After initial training and a time at Cambridge Pinkerton returned to Cadby Hall, Lyons headquarters and factory complex in Hammersmith Road, London, and started work with Lenaerts. They ordered an oscilloscope, some benching and tools and set to work. They experimented with transmitting pulses down wires and built a mercury delay line. At the time this was the only reliable form of fast storage. A serial bit stream was converted into acoustic pulses which travelled down the mercury line only to be converted back to a bit stream and re-injected.

A lot of the hardware was bought from electronic surplus shops that occupied most of Lisle Street in London until the late 1960s. After a while they managed to get pulses circulating and implemented a half adder. Much of the design went on like this - building module, proving that they work and then putting them together to create something larger.

The overall design of the machine resembled the EDSAC built in Cambridge - they used the same type of delay line and basic logic, but it was bigger.

leo1

The machine, now called LEO  - standing for Lyons Electronic Office - had twice the memory and more importantly tackled the problem of I/O.

For a scientific machine such as EDSAC I/O represented a modest problem. A couple of paper tape readers and teleprinters was all that was needed to input programs and output the inevitable table of numbers that was the result. A business machine like LEO needed much more. It needed multiple I/O channels that could run in parallel - this indeed was one of the innovations incorporated into LEO.

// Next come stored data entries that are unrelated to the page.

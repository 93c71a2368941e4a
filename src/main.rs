use anyhow::{anyhow, Context, Result};
use clap::{Parser, Subcommand, ValueEnum};
use stash_backup::config::{write_example_config, AppConfig};
use stash_backup::orchestrator::{self, RunOptions, RunSummary};
use stash_backup::process::ShellRunner;
use stash_backup::providers::Provider;
use stash_backup::report;
use stash_backup::targets::{AwsRdsApi, SnapshotApi, TargetContext};
use std::path::PathBuf;
use std::process::ExitCode;
use tracing::{error, info};
use tracing_subscriber::EnvFilter;

#[derive(Parser)]
#[command(name = "stash-backup")]
#[command(about = "Backs up and restores files, archives, databases and RDS snapshots")]
#[command(version)]
struct Cli {
    /// Path to configuration file
    #[arg(short, long, global = true)]
    config: Option<PathBuf>,

    /// Descriptor file or directory of `*-backup.yaml` descriptors
    #[arg(short, long, global = true)]
    descriptors: Option<PathBuf>,

    #[command(subcommand)]
    command: Commands,
}

#[derive(Subcommand)]
enum Commands {
    /// Back up this machine: `backup [s3|file|rds-snapshot] [SELECTORS...]`
    Backup {
        /// Act as this host instead of the local hostname
        #[arg(long)]
        hostname: Option<String>,
        /// Optional mode (default s3) followed by `kind.name` selectors
        args: Vec<String>,
    },
    /// Restore this machine: `restore [s3|file] [SELECTORS...]`
    Restore {
        /// Restore another host's backups onto this machine
        #[arg(long)]
        hostname: Option<String>,
        /// Optional mode (default s3) followed by `kind.name` selectors
        args: Vec<String>,
    },
    /// Download the latest backups without restoring them
    Download {
        #[arg(long)]
        hostname: Option<String>,
        selectors: Vec<String>,
    },
    /// Report stale backups for this machine's descriptors
    Check {
        #[arg(long)]
        hostname: Option<String>,
        selectors: Vec<String>,
    },
    /// Report stale backups across the whole bucket
    CheckAll,
    /// Print the effective configuration, or write an example one
    Config {
        #[arg(long)]
        example: Option<PathBuf>,
    },
}

#[derive(Clone, Copy, Debug, PartialEq, Eq, ValueEnum)]
enum BackupMode {
    S3,
    File,
    RdsSnapshot,
}

#[derive(Clone, Copy, Debug, PartialEq, Eq, ValueEnum)]
enum RestoreMode {
    S3,
    File,
}

/// Takes a leading mode off the positional arguments; anything else is a
/// selector.
fn split_mode<M: ValueEnum>(args: Vec<String>, default: M) -> (M, Vec<String>) {
    match args.first().and_then(|arg| M::from_str(arg, true).ok()) {
        Some(mode) => (mode, args[1..].to_vec()),
        None => (default, args),
    }
}

fn local_hostname() -> Result<String> {
    hostname::get()
        .context("Failed to read hostname")?
        .into_string()
        .map_err(|h| anyhow!("hostname is not valid UTF-8: {:?}", h))
}

fn run_options(config: &AppConfig, hostname: Option<String>, selectors: Vec<String>) -> Result<RunOptions> {
    Ok(RunOptions {
        descriptors: config.descriptor_dir.clone(),
        hostname: match hostname {
            Some(hostname) => hostname,
            None => local_hostname()?,
        },
        selectors,
    })
}

fn init_logging(level: &str) {
    let filter = EnvFilter::try_from_default_env()
        .unwrap_or_else(|_| EnvFilter::new(format!("stash_backup={level}")));
    tracing_subscriber::fmt().with_env_filter(filter).init();
}

async fn provider(config: &AppConfig) -> Result<Provider> {
    Provider::from_config(&config.bucket, &config.storage)
        .await
        .with_context(|| format!("Failed to set up {} storage", config.storage.provider))
}

fn summary_exit(summary: &RunSummary) -> ExitCode {
    info!(
        "{} descriptors processed, {} skipped, {} uploaded, {} downloaded",
        summary.processed,
        summary.skipped,
        summary.uploaded.len(),
        summary.downloaded.len()
    );
    for failure in &summary.failures {
        error!("failed: {}", failure);
    }
    for name in &summary.not_restored {
        error!("not restored: {}", name);
    }
    if summary.success() {
        ExitCode::SUCCESS
    } else {
        ExitCode::FAILURE
    }
}

fn problems_exit(problems: usize, summary: Option<&RunSummary>) -> ExitCode {
    if problems > 0 {
        return ExitCode::from(problems.min(255) as u8);
    }
    match summary {
        Some(summary) if summary.invalid_descriptor => ExitCode::FAILURE,
        _ => ExitCode::SUCCESS,
    }
}

#[tokio::main]
async fn main() -> Result<ExitCode> {
    let cli = Cli::parse();
    let mut config = AppConfig::load(cli.config.as_deref())?;
    if let Some(descriptors) = cli.descriptors {
        config.descriptor_dir = descriptors;
    }
    init_logging(&config.logging.level);

    let runner = ShellRunner;
    let now = chrono::Local::now().naive_local();

    let code = match cli.command {
        Commands::Backup { hostname, args } => {
            let (mode, selectors) = split_mode(args, BackupMode::S3);
            let options = run_options(&config, hostname, selectors)?;
            let summary = match mode {
                BackupMode::S3 => {
                    let ctx = TargetContext {
                        config: &config,
                        runner: &runner,
                        snapshots: None,
                    };
                    let provider = provider(&config).await?;
                    orchestrator::s3_backup(&ctx, &provider, &options).await?
                }
                BackupMode::File => {
                    let ctx = TargetContext {
                        config: &config,
                        runner: &runner,
                        snapshots: None,
                    };
                    orchestrator::file_backup(&ctx, &options).await?
                }
                BackupMode::RdsSnapshot => {
                    let rds = AwsRdsApi::new(config.rds.region.as_deref()).await;
                    let ctx = TargetContext {
                        config: &config,
                        runner: &runner,
                        snapshots: Some(&rds as &dyn SnapshotApi),
                    };
                    orchestrator::rds_backup(&ctx, &options).await?
                }
            };
            summary_exit(&summary)
        }
        Commands::Restore { hostname, args } => {
            let (mode, selectors) = split_mode(args, RestoreMode::S3);
            let options = run_options(&config, hostname, selectors)?;
            let ctx = TargetContext {
                config: &config,
                runner: &runner,
                snapshots: None,
            };
            let summary = match mode {
                RestoreMode::S3 => {
                    let provider = provider(&config).await?;
                    orchestrator::s3_restore(&ctx, &provider, &options).await?
                }
                RestoreMode::File => orchestrator::file_restore(&ctx, &options).await?,
            };
            summary_exit(&summary)
        }
        Commands::Download { hostname, selectors } => {
            let options = run_options(&config, hostname, selectors)?;
            let ctx = TargetContext {
                config: &config,
                runner: &runner,
                snapshots: None,
            };
            let provider = provider(&config).await?;
            let summary = orchestrator::download(&ctx, &provider, &options).await?;
            for path in &summary.downloaded {
                println!("{}", path.display());
            }
            summary_exit(&summary)
        }
        Commands::Check { hostname, selectors } => {
            let options = run_options(&config, hostname, selectors)?;
            let provider = provider(&config).await?;
            let (problems, summary) = report::check(&provider, &config, &options, now).await?;
            problems_exit(problems.len(), Some(&summary))
        }
        Commands::CheckAll => {
            let provider = provider(&config).await?;
            let problems = report::check_all(&provider, &config.report, now).await?;
            problems_exit(problems.len(), None)
        }
        Commands::Config { example } => {
            match example {
                Some(path) => {
                    write_example_config(&path)?;
                    println!("Example configuration written to: {}", path.display());
                }
                None => print!("{}", config.redacted().to_toml()?),
            }
            ExitCode::SUCCESS
        }
    };

    Ok(code)
}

Another difference that might seem unimportant from today's standpoint was the need to do arithmetic on non-decimal currency. Scientific computers could work in binary or binary coded decimal and conversion was easy. Today we would solve the problem of working with pounds shillings and pence via software but Pinkerton decided to use a hardware conversion unit built by STL, Standard Telephones Laboratories, a subsidiary of the Standard Telephones Company. This was based on neon gas trigger tubes which worked well in theory but not in practice. The unit was unreliable and eventually removed.

STL also attempted to build a "crush" pack tape deck. Instead of winding the tape onto reels it was formed into a continuous loop and allowed to crush into a storage bin. This allowed the tape to be moved passed the read/write heads very fast and without the need to rotate heavy reels. Unfortunately neither invention worked reliably and they were removed before LEO I was engaged in serious work.

MAGNETIC

A crush pack tape deck - which didn't work. The same technique was used to create the Sinclair Spectrum Microdrive - and some would say it didn't work then!

Much of the basic engineering design of LEO was borrowed from other machines. They used a system of marginal testing to weed out valves that were about to fail by raising voltage levels so that they did fail - this was borrowed from the Whirlwind project. They used short delay lines as I/O buffers, a rare but not new approach to the problem of handling I/O. Even the exact design of the delay lines was borrowed from the EDSAC.

RACKS

LEO was soundly built - large racks with spare space and an air cooling system.

 

But LEO was where many of the basic approaches to business computing were developed first. For example, its engineers had to work out how to get the data in accurately. They eventually developed a system of second keying. The data was keyed to a paper tape and then it was keyed in again while running the tape through a comparitor to detect differences. Much later they even developed an optical mark reader,  called Lector, which directly transferred data from specially printed forms into the machine. Because of the unreliability of the machine it was also necessary to occasionally produce a "dump" of the work done so far so that if it did crash the run could be restarted from the last dump rather than from the very beginning. In software design they also very quickly developed modular programming and used automatic relocation.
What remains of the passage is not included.